ASSIGNMENT: Transcribe exactly the line containing "assert!(!commander.active());" and each line after it, through the end of the entries, with nothing before or after.

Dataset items
// Copyright (C) 2026  Caprica Software Limited
//
// This program is free software: you can redistribute it and/or modify
// it under the terms of the GNU General Public License as published by
// the Free Software Foundation, either version 3 of the License, or
// (at your option) any later version.
//
// This program is distributed in the hope that it will be useful,
// but WITHOUT ANY WARRANTY; without even the implied warranty of
// MERCHANTABILITY or FITNESS FOR A PARTICULAR PURPOSE.  See the
// GNU General Public License for more details.
//
// You should have received a copy of the GNU General Public License
// along with this program.  If not, see <https://www.gnu.org/licenses/>.

//! Application event distribution and orchestration.
//!
//! This module defines the central event type for the application, bridging
//! user input (keyboard, command line), background work (screen loads, the
//! library, the audio player) and the UI rendering pipeline.
//!
//! # Architecture
//!
//! The system follows a reactive event-loop pattern:
//!
//! 1. **Capture**: Events are received via the [`AppEvent`] enum through an
//!    unbounded channel that any thread or task may post to.
//! 2. **Process**: [`App::handle_event`] updates the application state and
//!    issues work to the screens, the session and the audio player.
//! 3. **Render**: After each event is processed, the UI is re-drawn using the
//!    `ratatui` terminal.

use std::io::Stdout;

use anyhow::Result;
use crossterm::event::KeyEvent;
use ratatui::{Terminal, prelude::CrosstermBackend};
use tokio::sync::mpsc::UnboundedReceiver;

use crate::{
    app::{App, Flow},
    model::queue::QueueEntry,
    player::PlayerState,
    render::draw,
    views::{HostNotification, ViewResponse},
};

#[derive(Debug)]
pub enum AppEvent {
    Key(KeyEvent),

    /// A notification from the host bridge.
    Host(HostNotification),

    /// The outcome of work started by a screen.
    View(ViewResponse),

    /// Songs to replace the playback queue with.
    QueueLoaded(Vec<QueueEntry>),

    PlayerStateChanged(PlayerState),
    DurationChanged(u64),
    TimeChanged(f64),
    VolumeChanged(u32),
    TrackFinished,

    Tick,

    ExitApplication,

    Error(String),
    FatalError(String),
}

/// Runs the main application loop, handling events and rendering the UI in the
/// terminal.
///
/// This function loops until a quit event is received or the event channel
/// is closed.
pub fn process_events(
    terminal: &mut Terminal<CrosstermBackend<Stdout>>,
    app: &mut App,
    event_rx: &mut UnboundedReceiver<AppEvent>,
) -> Result<()> {
    terminal.draw(|f| draw(f, app))?;

    while let Some(event) = event_rx.blocking_recv() {
        if let Flow::Exit = app.handle_event(event)? {
            break;
        }

        // Render after every event processed
        terminal.draw(|f| draw(f, app))?;
    }

    Ok(())
}
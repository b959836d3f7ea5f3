// Copyright (C) 2026  Caprica Software Limited
//
// This program is free software: you can redistribute it and/or modify
// it under the terms of the GNU General Public License as published by
// the Free Software Foundation, either version 3 of the License, or
// (at your option) any later version.
//
// This program is distributed in the hope that it will be useful,
// but WITHOUT ANY WARRANTY; without even the implied warranty of
// MERCHANTABILITY or FITNESS FOR A PARTICULAR PURPOSE.  See the
// GNU General Public License for more details.
//
// You should have received a copy of the GNU General Public License
// along with this program.  If not, see <https://www.gnu.org/licenses/>.

//! Command-line input logic and state management.
//!
//! The command line is the host bridge: typing `:` opens it, and a submitted
//! command is turned into a host notification (or a quit request) and posted
//! to the application event loop.
//!
//! | Command                  | Effect                                   |
//! |--------------------------|------------------------------------------|
//! | `playlist`               | show the create-playlist modal           |
//! | `song`                   | show the add-song modal                  |
//! | `subtitle`               | show the add-subtitles modal             |
//! | `remove-playlist <id>`   | remove a playlist                        |
//! | `queue-playlist <id>`    | replace the queue with a playlist's songs |
//! | `q`, `quit`              | exit                                     |

use crossterm::event::{Event, KeyCode};
use thiserror::Error;
use tokio::sync::mpsc::UnboundedSender;
use tui_input::{Input, backend::crossterm::EventHandler};

use crate::{actions::events::AppEvent, model::PlaylistId, views::HostNotification};

#[derive(Debug, Clone, PartialEq, Eq)]
pub enum HostRequest {
    Notify(HostNotification),
    Quit,
}

#[derive(Debug, Clone, Error, PartialEq, Eq)]
pub enum CommandError {
    #[error("Unknown command: {0}")]
    Unknown(String),

    #[error("{0} needs a playlist id")]
    MissingId(&'static str),

    #[error("Not a playlist id: {0}")]
    InvalidId(String),
}

/// Parses a command line, without the leading `:`.
pub fn parse_command(buffer: &str) -> Result<HostRequest, CommandError> {
    let parts: Vec<&str> = buffer.split_whitespace().collect();

    let request = match parts.as_slice() {
        ["q"] | ["quit"] => HostRequest::Quit,

        ["playlist"] => HostRequest::Notify(HostNotification::ShowPlaylistModal),
        ["song"] => HostRequest::Notify(HostNotification::ShowSongModal),
        ["subtitle"] => HostRequest::Notify(HostNotification::ShowSubtitleModal),

        ["remove-playlist", id] => {
            HostRequest::Notify(HostNotification::RemovePlaylist(parse_id(id)?))
        }
        ["remove-playlist"] => return Err(CommandError::MissingId("remove-playlist")),

        ["queue-playlist", id] => {
            HostRequest::Notify(HostNotification::AddPlaylistToQueue(parse_id(id)?))
        }
        ["queue-playlist"] => return Err(CommandError::MissingId("queue-playlist")),

        _ => return Err(CommandError::Unknown(buffer.trim().to_string())),
    };

    Ok(request)
}

fn parse_id(value: &str) -> Result<PlaylistId, CommandError> {
    value
        .parse::<i64>()
        .map(PlaylistId)
        .map_err(|_| CommandError::InvalidId(value.to_string()))
}

#[derive(Debug, Default)]
pub struct Commander {
    active: bool,
    pub input: Input,
    message: Option<String>,
}

impl Commander {
    pub fn new() -> Self {
        Self::default()
    }

    pub fn active(&self) -> bool {
        self.active
    }

    /// Feedback from the last command, shown while the command line is idle.
    pub fn message(&self) -> Option<&str> {
        self.message.as_deref()
    }

    /// Handles a terminal event, returning whether the command line consumed
    /// it.
    pub fn handle_event(&mut self, event: &Event, event_tx: &UnboundedSender<AppEvent>) -> bool {
        let Event::Key(key_event) = event else {
            return false;
        };

        if !self.active {
            if key_event.code == KeyCode::Char(':') {
                self.active = true;
                self.message = None;
                return true;
            }
            return false;
        }

        match key_event.code {
            KeyCode::Esc => self.close(),

            KeyCode::Enter => {
                let buffer = self.input.value().trim().to_string();
                if !buffer.is_empty() {
                    self.run_command(&buffer, event_tx);
                }
                self.close();
            }

            _ => {
                // Delegate all other key events to the managed input component.
                self.input.handle_event(event);
            }
        }

        true
    }

    fn close(&mut self) {
        self.active = false;
        self.input.reset();
    }

    fn run_command(&mut self, buffer: &str, event_tx: &UnboundedSender<AppEvent>) {
        let event = match parse_command(buffer) {
            Ok(HostRequest::Notify(notification)) => AppEvent::Host(notification),
            Ok(HostRequest::Quit) => AppEvent::ExitApplication,
            Err(e) => {
                tracing::warn!("{}", e);
                self.message = Some(e.to_string());
                return;
            }
        };

        if event_tx.send(event).is_err() {
            tracing::error!("Event loop has stopped, dropping command \"{}\"", buffer);
        }
    }
}

#[cfg(test)]
mod tests {
    use crossterm::event::{KeyEvent, KeyModifiers};
    use tokio::sync::mpsc::unbounded_channel;

    use super::*;

    #[test]
    fn parses_modal_commands() {
        assert_eq!(
            parse_command("playlist"),
            Ok(HostRequest::Notify(HostNotification::ShowPlaylistModal))
        );
        assert_eq!(
            parse_command(" song "),
            Ok(HostRequest::Notify(HostNotification::ShowSongModal))
        );
        assert_eq!(
            parse_command("subtitle"),
            Ok(HostRequest::Notify(HostNotification::ShowSubtitleModal))
        );
        assert_eq!(parse_command("quit"), Ok(HostRequest::Quit));
    }

    #[test]
    fn parses_playlist_ids() {
        assert_eq!(
            parse_command("remove-playlist 12"),
            Ok(HostRequest::Notify(HostNotification::RemovePlaylist(PlaylistId(12))))
        );
        assert_eq!(
            parse_command("queue-playlist 0"),
            Ok(HostRequest::Notify(HostNotification::AddPlaylistToQueue(PlaylistId(0))))
        );
    }

    #[test]
    fn rejects_bad_commands() {
        assert_eq!(
            parse_command("remove-playlist"),
            Err(CommandError::MissingId("remove-playlist"))
        );
        assert_eq!(
            parse_command("queue-playlist abc"),
            Err(CommandError::InvalidId("abc".to_string()))
        );
        assert_eq!(
            parse_command("dance"),
            Err(CommandError::Unknown("dance".to_string()))
        );
    }

    #[test]
    fn typed_command_is_posted_to_event_loop() {
        let (event_tx, mut event_rx) = unbounded_channel();
        let mut commander = Commander::new();

        let key = |code| Event::Key(KeyEvent::new(code, KeyModifiers::NONE));

        assert!(!commander.handle_event(&key(KeyCode::Char('x')), &event_tx));
        assert!(commander.handle_event(&key(KeyCode::Char(':')), &event_tx));
        for c in "song".chars() {
            commander.handle_event(&key(KeyCode::Char(c)), &event_tx);
        }
        commander.handle_event(&key(KeyCode::Enter), &event_tx);

        assert!(!commander.active());
        assert!(matches!(
            event_rx.try_recv(),
            Ok(AppEvent::Host(HostNotification::ShowSongModal))
        ));
    }
}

EXERCISE RESPONSE:
        assert!(!commander.active());
        assert!(matches!(
            event_rx.try_recv(),
            Ok(AppEvent::Host(HostNotification::ShowSongModal))
        ));
    }
}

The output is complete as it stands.